Sometimes it takes events like the launch of the Web Accelerator to nudge the web forward. I’m not sure Google or anybody else is going to be able to get away with extensive pre-fetching anytime in the near future, but now that they have raised our awareness, hopefully we will work toward creating an environment where pre-fetching is safe. I’ve always known that using GETs when I should be using POSTs wasn’t kosher, but there were never any ramifications until now. Apparently, even Google is guilty of taking a shortcut here and there. I logged into Google Alerts this morning and found that I can delete and edit search terms by clicking on a simple link that performs a GET request. Good thing I didn’t have the Google Web Accelerator installed.

7 Responses to What Have We Learned From the Google Web Accelerator?

  1. Bryan Ledford says:

    Actually, on Google Alerts, the delete link displays a javascript confirmation prompt and the edit link displays a form which uses a POST and a submit button to perform the actual update. Both techniques are acceptable and encouraged in the RFCs.–Bryan

  2. PaulC says:

    I don’t think I’d want to use any web application with a pre-fetching system, best practices or not.What disturbs me is that somehow today’s broadband just wasn’t fast enough for someone, so a system like this was devised.Just another bottleneck or hacker target, I personally see no need.

  3. Raymond Camden says:

    I don’t quite get why POST should be the only thing you use for changing data. To me, POST and GET are simply two ways to make a request. Kind of like driving a car or flying a plane. Both can get you to a destination. Both ways of travelling have their own rules, benefits, etc. But the destination shouldn’t really matter. Shoot – what about systems that log your actions – in theory – those systems have data changed on every reqest. Should that all be POST traffic?

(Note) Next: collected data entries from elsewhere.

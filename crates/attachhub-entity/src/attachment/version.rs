//! Attachment version entity.

use chrono::{DateTime, Utc};
use serde::{Deserialize, Serialize};
use sqlx::FromRow;

use attachhub_core::types::id::{AttachmentId, SectionId};

use super::StoredContent;

/// Immutable snapshot of an attachment at one version. Rows are only ever
/// appended.
#[derive(Debug, Clone, PartialEq, Serialize, Deserialize, FromRow)]
pub struct AttachmentVersion {
    /// Row identifier.
    pub id: i64,
    /// The attachment this version belongs to.
    pub attachment_id: AttachmentId,
    /// Sequential version number.
    pub version: i32,
    /// Section at this version.
    pub section_id: SectionId,
    /// Sanitized path at this version.
    pub file_path: String,
    /// Storage key of this version's content.
    pub file_location: String,
    /// Original file name of the upload that produced the content.
    pub file_name: String,
    /// MIME type of the content.
    pub file_type: Option<String>,
    /// Content size in bytes.
    pub file_size: i64,
    /// When this version was created.
    pub created_at: DateTime<Utc>,
}

impl StoredContent for AttachmentVersion {
    fn file_location(&self) -> &str {
        &self.file_location
    }

    fn file_path(&self) -> &str {
        &self.file_path
    }

    fn version(&self) -> i32 {
        self.version
    }
}
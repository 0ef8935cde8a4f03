//! Attachment domain entities.

pub mod model;
pub mod upload;
pub mod version;

pub use model::Attachment;
pub use upload::{AttachmentParams, FileUpload};
pub use version::AttachmentVersion;

/// Anything that points at one stored blob: the live attachment row or
/// one of its version snapshots.
pub trait StoredContent {
    /// Storage key of the content.
    fn file_location(&self) -> &str;

    /// Sanitized path, without a leading `/`.
    fn file_path(&self) -> &str;

    /// Version number this content belongs to.
    fn version(&self) -> i32;
}
//! Core type definitions used across the AttachHub workspace.

pub mod id;

pub use id::*;
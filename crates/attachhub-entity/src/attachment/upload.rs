//! Upload input value objects.

use bytes::Bytes;

use attachhub_core::types::id::SectionId;

/// An uploaded file as handed over by the caller.
#[derive(Debug, Clone)]
pub struct FileUpload {
    /// File name on the uploader's machine.
    pub original_filename: String,
    /// MIME type declared by the uploader.
    pub content_type: Option<String>,
    /// File content.
    pub data: Bytes,
}

impl FileUpload {
    /// Create an upload from raw parts.
    pub fn new(
        original_filename: impl Into<String>,
        content_type: Option<&str>,
        data: impl Into<Bytes>,
    ) -> Self {
        Self {
            original_filename: original_filename.into(),
            content_type: content_type.map(String::from),
            data: data.into(),
        }
    }

    /// Content size in bytes.
    pub fn size(&self) -> u64 {
        self.data.len() as u64
    }
}

/// Attachment fields a content record accepts on save.
#[derive(Debug, Clone, Default)]
pub struct AttachmentParams {
    /// Target storage section.
    pub section_id: Option<SectionId>,
    /// New file content.
    pub file: Option<FileUpload>,
    /// Requested path; defaults to the upload's original file name.
    pub file_path: Option<String>,
}

impl AttachmentParams {
    /// Whether no attachment field was supplied at all.
    pub fn is_empty(&self) -> bool {
        self.section_id.is_none() && self.file.is_none() && self.file_path.is_none()
    }

    /// Set the section.
    pub fn section(mut self, section_id: SectionId) -> Self {
        self.section_id = Some(section_id);
        self
    }

    /// Set the file content.
    pub fn file(mut self, file: FileUpload) -> Self {
        self.file = Some(file);
        self
    }

    /// Set the requested path.
    pub fn path(mut self, file_path: impl Into<String>) -> Self {
        self.file_path = Some(file_path.into());
        self
    }
}
//! Storage provider implementations.

#[cfg(feature = "local")]
pub mod local;

#[cfg(feature = "local")]
pub use local::LocalStorageProvider;
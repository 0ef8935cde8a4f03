//! Attachment storage configuration.

use serde::{Deserialize, Serialize};

/// Where attachment content lives and how large an upload may be.
#[derive(Debug, Clone, Serialize, Deserialize)]
pub struct StorageConfig {
    /// Root directory for stored attachment content.
    #[serde(default = "default_root_path")]
    pub root_path: String,
    /// Maximum upload size in bytes (default 100 MB).
    #[serde(default = "default_max_upload")]
    pub max_upload_size_bytes: u64,
}

impl Default for StorageConfig {
    fn default() -> Self {
        Self {
            root_path: default_root_path(),
            max_upload_size_bytes: default_max_upload(),
        }
    }
}

fn default_root_path() -> String {
    "./data/attachments".to_string()
}

fn default_max_upload() -> u64 {
    104_857_600 // 100 MB
}
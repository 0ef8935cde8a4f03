//! # attachhub-storage
//!
//! Attachment content storage for AttachHub: the local filesystem provider,
//! storage key generation, MIME detection, and the file path sanitizer.

pub mod keys;
pub mod mime;
pub mod providers;
pub mod sanitize;

pub use providers::LocalStorageProvider;
pub use sanitize::{display_file_path, sanitize_file_path};
//! Storage section commands.

use clap::{Args, Subcommand};
use serde::Serialize;
use tabled::Tabled;

use attachhub_core::config::AppConfig;
use attachhub_core::result::AppResult;
use attachhub_core::types::id::SectionId;
use attachhub_entity::section::Section;

use crate::output::{self, OutputFormat};

/// Arguments for section commands
#[derive(Debug, Args)]
pub struct SectionArgs {
    /// Section subcommand
    #[command(subcommand)]
    pub command: SectionCommand,
}

/// Section subcommands
#[derive(Debug, Subcommand)]
pub enum SectionCommand {
    /// List all sections
    List,
    /// Create a new section
    Create {
        /// Section name
        #[arg(short, long)]
        name: String,
        /// Parent section ID (omit for the root)
        #[arg(short, long)]
        parent_id: Option<i64>,
    },
}

/// Section display row
#[derive(Debug, Serialize, Tabled)]
struct SectionRow {
    /// Section ID
    id: i64,
    /// Name
    name: String,
    /// Path
    path: String,
    /// Parent
    parent_id: String,
    /// Created at
    created_at: String,
}

impl From<&Section> for SectionRow {
    fn from(s: &Section) -> Self {
        Self {
            id: s.id.get(),
            name: s.name.clone(),
            path: s.path.clone(),
            parent_id: output::or_dash(s.parent_id),
            created_at: s.created_at.format("%Y-%m-%d %H:%M").to_string(),
        }
    }
}

/// Execute section commands
pub async fn execute(args: &SectionArgs, config: &AppConfig, format: OutputFormat) -> AppResult<()> {
    let services = super::services(config).await?;

    match &args.command {
        SectionCommand::List => {
            services.sections.root().await?;
            let rows: Vec<SectionRow> = services
                .sections
                .list()
                .await?
                .iter()
                .map(SectionRow::from)
                .collect();
            output::print_list(&rows, format);
        }
        SectionCommand::Create { name, parent_id } => {
            let section = services
                .sections
                .create(name, parent_id.map(SectionId::new))
                .await?;
            output::print_item(&SectionRow::from(&section), format);
        }
    }

    Ok(())
}
//! AttachHub CLI entry point.

use clap::Parser;
use tracing_subscriber::{EnvFilter, fmt};

use attachhub_core::config::AppConfig;

mod commands;
mod output;

use commands::Cli;

#[tokio::main]
async fn main() {
    let cli = Cli::parse();

    let config = match AppConfig::load_from(&cli.config, &cli.env) {
        Ok(c) => c,
        Err(e) => {
            eprintln!("Failed to load configuration: {e}");
            std::process::exit(1);
        }
    };

    init_logging(&config);
    tracing::debug!(config = %cli.config, env = %cli.env, "Configuration loaded");

    if let Err(e) = cli.execute(&config).await {
        output::print_error(&e.to_string());
        std::process::exit(1);
    }
}

/// Logs go to stderr so command output on stdout stays clean.
fn init_logging(config: &AppConfig) {
    let filter =
        EnvFilter::try_from_default_env().unwrap_or_else(|_| EnvFilter::new(&config.logging.level));

    match config.logging.format.as_str() {
        "json" => {
            fmt()
                .json()
                .with_env_filter(filter)
                .with_target(true)
                .with_writer(std::io::stderr)
                .init();
        }
        _ => {
            fmt()
                .pretty()
                .with_env_filter(filter)
                .with_target(true)
                .with_writer(std::io::stderr)
                .init();
        }
    }
}
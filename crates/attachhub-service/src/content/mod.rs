//! Content records: attachment binding and record versioning.

pub mod service;
pub mod version;

pub use service::ContentService;
pub use version::RecordVersionService;
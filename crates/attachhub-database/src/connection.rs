//! SQLite connection pool management.

use std::path::Path;
use std::str::FromStr;
use std::time::Duration;

use sqlx::sqlite::{
    SqliteConnectOptions, SqliteJournalMode, SqlitePool, SqlitePoolOptions, SqliteSynchronous,
};
use tracing::info;

use attachhub_core::config::DatabaseConfig;
use attachhub_core::error::{AppError, ErrorKind};

/// Wrapper around the sqlx SQLite connection pool.
#[derive(Debug, Clone)]
pub struct DatabasePool {
    /// The underlying sqlx connection pool.
    pool: SqlitePool,
}

impl DatabasePool {
    /// Create a new database pool from configuration.
    ///
    /// The database file and its parent directory are created when missing.
    pub async fn connect(config: &DatabaseConfig) -> Result<Self, AppError> {
        info!(
            url = %config.url,
            max_connections = config.max_connections,
            min_connections = config.min_connections,
            "Connecting to SQLite"
        );

        if let Some(parent) = database_file(&config.url).and_then(|p| p.parent()) {
            if !parent.as_os_str().is_empty() {
                tokio::fs::create_dir_all(parent).await?;
            }
        }

        let options = SqliteConnectOptions::from_str(&config.url)
            .map_err(|e| {
                AppError::with_source(
                    ErrorKind::Configuration,
                    format!("Invalid database URL: {e}"),
                    e,
                )
            })?
            .create_if_missing(true)
            .journal_mode(SqliteJournalMode::Wal)
            .synchronous(SqliteSynchronous::Normal)
            .busy_timeout(Duration::from_secs(config.connect_timeout_seconds))
            .foreign_keys(true);

        let pool = SqlitePoolOptions::new()
            .max_connections(config.max_connections)
            .min_connections(config.min_connections)
            .acquire_timeout(Duration::from_secs(config.connect_timeout_seconds))
            .idle_timeout(Duration::from_secs(config.idle_timeout_seconds))
            .connect_with(options)
            .await
            .map_err(|e| {
                AppError::with_source(
                    ErrorKind::Database,
                    format!("Failed to connect to database: {e}"),
                    e,
                )
            })?;

        info!("Successfully connected to SQLite");
        Ok(Self { pool })
    }

    /// Return a reference to the underlying sqlx pool.
    pub fn pool(&self) -> &SqlitePool {
        &self.pool
    }

    /// Check database connectivity.
    pub async fn health_check(&self) -> Result<bool, AppError> {
        sqlx::query_scalar::<_, i32>("SELECT 1")
            .fetch_one(&self.pool)
            .await
            .map(|v| v == 1)
            .map_err(|e| AppError::with_source(ErrorKind::Database, "Health check failed", e))
    }

    /// Close all connections in the pool.
    pub async fn close(&self) {
        self.pool.close().await;
        info!("Database pool closed");
    }
}

/// Extract the on-disk file from an SQLite URL, if it names one.
fn database_file(url: &str) -> Option<&Path> {
    let rest = url
        .strip_prefix("sqlite://")
        .or_else(|| url.strip_prefix("sqlite:"))?;
    let file = rest.split('?').next().unwrap_or(rest);
    if file.is_empty() || file == ":memory:" {
        None
    } else {
        Some(Path::new(file))
    }
}
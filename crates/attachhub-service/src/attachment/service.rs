//! Attachment service: create, update, and read versioned attachments.
//!
//! Content is written to a fresh storage key before the database rows that
//! reference it. If the surrounding transaction does not commit, the staged
//! content is discarded again, so neither an orphaned blob nor a row
//! pointing at missing content survives a failed save.

use std::path::PathBuf;
use std::sync::Arc;

use chrono::{DateTime, Utc};
use sqlx::{SqliteConnection, SqlitePool};
use tracing::{info, warn};

use attachhub_core::config::StorageConfig;
use attachhub_core::error::AppError;
use attachhub_core::result::AppResult;
use attachhub_core::traits::storage::{ByteStream, StorageProvider};
use attachhub_core::types::id::{AttachmentId, SectionId};
use attachhub_database::repositories::attachment::{AttachmentRepository, AttachmentState};
use attachhub_database::repositories::section::SectionRepository;
use attachhub_entity::attachment::{
    Attachment, AttachmentParams, AttachmentVersion, FileUpload, StoredContent,
};
use attachhub_entity::section::Section;
use attachhub_storage::keys::new_content_key;
use attachhub_storage::mime::mime_from_path;
use attachhub_storage::sanitize::sanitize_file_path;

/// Upload content that has been written to storage but is not yet
/// referenced by any committed row.
#[derive(Debug, Clone)]
pub struct StagedContent {
    /// Storage key the content was written to.
    pub file_location: String,
    /// Original file name of the upload.
    pub file_name: String,
    /// MIME type.
    pub file_type: Option<String>,
    /// Content size in bytes.
    pub file_size: i64,
}

/// The versioned attachment store.
#[derive(Debug, Clone)]
pub struct AttachmentService {
    /// Pool used to open transactions for standalone operations.
    pool: SqlitePool,
    /// Attachment repository.
    attachment_repo: Arc<AttachmentRepository>,
    /// Section repository.
    section_repo: Arc<SectionRepository>,
    /// Content storage.
    storage: Arc<dyn StorageProvider>,
    /// Storage configuration.
    config: StorageConfig,
}

impl AttachmentService {
    /// Creates a new attachment service.
    pub fn new(
        pool: SqlitePool,
        attachment_repo: Arc<AttachmentRepository>,
        section_repo: Arc<SectionRepository>,
        storage: Arc<dyn StorageProvider>,
        config: StorageConfig,
    ) -> Self {
        Self {
            pool,
            attachment_repo,
            section_repo,
            storage,
            config,
        }
    }

    /// Fetch an attachment in its current state.
    pub async fn find(&self, id: AttachmentId) -> AppResult<Attachment> {
        self.attachment_repo
            .find_by_id(id)
            .await?
            .ok_or_else(|| AppError::not_found(format!("Attachment {id} not found")))
    }

    /// Resolve a section, failing when it does not exist.
    pub async fn require_section(&self, id: SectionId) -> AppResult<Section> {
        self.section_repo
            .find_by_id(id)
            .await?
            .ok_or_else(|| AppError::not_found(format!("Section {id} not found")))
    }

    /// Create an attachment at version 1 in its own transaction.
    ///
    /// `file_path` defaults to the upload's original file name.
    pub async fn create(
        &self,
        section_id: SectionId,
        file_path: Option<&str>,
        upload: &FileUpload,
    ) -> AppResult<Attachment> {
        self.require_section(section_id).await?;
        let staged = self.stage(upload).await?;
        let path = file_path.unwrap_or(&upload.original_filename);

        let result = async {
            let mut tx = self.pool.begin().await?;
            let attachment = self
                .insert_in(&mut tx, section_id, path, &staged, Utc::now())
                .await?;
            tx.commit().await?;
            Ok::<_, AppError>(attachment)
        }
        .await;

        if result.is_err() {
            self.discard(&staged).await;
        }
        result
    }

    /// Apply a change to an attachment in its own transaction.
    ///
    /// The id never changes. When nothing differs from the current state
    /// the attachment is returned untouched and no version is added.
    pub async fn update(&self, id: AttachmentId, change: &AttachmentParams) -> AppResult<Attachment> {
        let current = self.find(id).await?;
        if let Some(section_id) = change.section_id {
            self.require_section(section_id).await?;
        }
        let staged = match &change.file {
            Some(upload) => Some(self.stage(upload).await?),
            None => None,
        };

        let result = async {
            let mut tx = self.pool.begin().await?;
            let updated = self
                .apply_in(
                    &mut tx,
                    &current,
                    change.section_id,
                    change.file_path.as_deref(),
                    staged.as_ref(),
                    Utc::now(),
                )
                .await?;
            tx.commit().await?;
            Ok::<_, AppError>(updated.unwrap_or(current))
        }
        .await;

        if let (Err(_), Some(staged)) = (&result, &staged) {
            self.discard(staged).await;
        }
        result
    }

    /// Write upload content to a fresh storage key.
    pub async fn stage(&self, upload: &FileUpload) -> AppResult<StagedContent> {
        if upload.size() > self.config.max_upload_size_bytes {
            return Err(AppError::validation(format!(
                "File exceeds maximum upload size of {} bytes",
                self.config.max_upload_size_bytes
            )));
        }

        let file_location = new_content_key(Utc::now());
        self.storage
            .write(&file_location, upload.data.clone())
            .await?;

        Ok(StagedContent {
            file_location,
            file_name: upload.original_filename.clone(),
            file_type: upload
                .content_type
                .clone()
                .or_else(|| mime_from_path(&upload.original_filename)),
            file_size: upload.size() as i64,
        })
    }

    /// Remove staged content after the save that wanted it failed.
    pub async fn discard(&self, staged: &StagedContent) {
        if let Err(e) = self.storage.delete(&staged.file_location).await {
            warn!(
                file_location = %staged.file_location,
                error = %e,
                "Failed to discard staged attachment content"
            );
        }
    }

    /// Insert a new attachment and its version-1 snapshot on `conn`.
    pub async fn insert_in(
        &self,
        conn: &mut SqliteConnection,
        section_id: SectionId,
        file_path: &str,
        staged: &StagedContent,
        now: DateTime<Utc>,
    ) -> AppResult<Attachment> {
        let state = AttachmentState {
            section_id,
            file_path: sanitize_file_path(file_path),
            file_location: staged.file_location.clone(),
            file_name: staged.file_name.clone(),
            file_type: staged.file_type.clone(),
            file_size: staged.file_size,
        };

        let attachment = self.attachment_repo.create(conn, &state, now).await?;
        self.attachment_repo.snapshot(conn, &attachment).await?;

        info!(
            attachment_id = %attachment.id,
            section_id = %attachment.section_id,
            file_path = %attachment.file_path,
            size = attachment.file_size,
            "Attachment created"
        );
        Ok(attachment)
    }

    /// Move `current` to its next version on `conn` when anything changed.
    ///
    /// A path or section change without new content keeps pointing at the
    /// previous content. Returns `None` when nothing differs.
    pub async fn apply_in(
        &self,
        conn: &mut SqliteConnection,
        current: &Attachment,
        section_id: Option<SectionId>,
        file_path: Option<&str>,
        staged: Option<&StagedContent>,
        now: DateTime<Utc>,
    ) -> AppResult<Option<Attachment>> {
        let mut next = AttachmentState::of(current);
        let mut changed = false;

        if let Some(section_id) = section_id.filter(|id| *id != current.section_id) {
            next.section_id = section_id;
            changed = true;
        }

        if let Some(path) = file_path.map(sanitize_file_path) {
            if path != current.file_path {
                next.file_path = path;
                changed = true;
            }
        }

        if let Some(staged) = staged {
            next.file_location = staged.file_location.clone();
            next.file_name = staged.file_name.clone();
            next.file_type = staged.file_type.clone();
            next.file_size = staged.file_size;
            changed = true;
        }

        if !changed {
            return Ok(None);
        }

        let updated = self
            .attachment_repo
            .bump_version(conn, current.id, &next, now)
            .await?;
        self.attachment_repo.snapshot(conn, &updated).await?;

        info!(
            attachment_id = %updated.id,
            version = updated.version,
            new_content = staged.is_some(),
            "Attachment updated"
        );
        Ok(Some(updated))
    }

    /// The immutable snapshot of an attachment at `version`.
    pub async fn version_at(&self, id: AttachmentId, version: i32) -> AppResult<AttachmentVersion> {
        self.attachment_repo
            .find_version(id, version)
            .await?
            .ok_or_else(|| AppError::invalid_version(version))
    }

    /// Every snapshot of an attachment, oldest first.
    pub async fn versions(&self, id: AttachmentId) -> AppResult<Vec<AttachmentVersion>> {
        self.find(id).await?;
        self.attachment_repo.find_versions(id).await
    }

    /// On-disk location of the content behind an attachment or version.
    pub fn full_file_location(&self, content: &impl StoredContent) -> PathBuf {
        self.storage.locate(content.file_location())
    }

    /// Open the content behind an attachment or version as a byte stream.
    pub async fn open_content(&self, content: &impl StoredContent) -> AppResult<ByteStream> {
        self.storage.read(content.file_location()).await
    }

    /// Count attachments.
    pub async fn count(&self) -> AppResult<i64> {
        self.attachment_repo.count().await
    }

    /// Count attachment versions.
    pub async fn count_versions(&self) -> AppResult<i64> {
        self.attachment_repo.count_versions().await
    }
}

  4. Christian Cantrell says:

    Bryan, I’ll have to check out the RFCs again. The delete link in Google Alerts does prompt a JavaScript confirmation, but the URL in the anchor tag deletes the item using a GET (which I tested). Unless the Web Accelerator looks for onClick event handlers and explicitly ignores those links (which it might, but I read otherwise), it’s a problem.

  5. Ray: According to the fundamental tenets of web architecture, GET and POST *aren’t* simply two ways to make a request. They have very specific purposes… they’re basically the getter and setter of HTTP.Now technically, they’re supposed to be more like the SQL SELECT and INSERT of HTTP, with PUT doing UPDATE duties and DELETE, well, deleting. But early HTML kind of screwed that up by only supporting GET and POST, so here we are.But if you think about it in those terms, it should make a lot of sense. “Hypertext injection” can be just as dangerous as SQL injection, and properly utilizing HTTP’s verbs is the equivalent of leveraging cfqueryparam in your queries.To put it in basic terms, a GET should never perform an action that will have negative consequences if requested randomly and repeatedly.

  6. Roger: Now that is an interesting way of looking at it – and it does make more sense. Thanks.

  7. mark kruger says:

    So according to Bryon, on a delete it’s an ok standard to use a javascript confirmation coupled with a get? that disturbs me a little. What’s to prevent a prefetcher from following the link? I’d like to know what’s up on that one.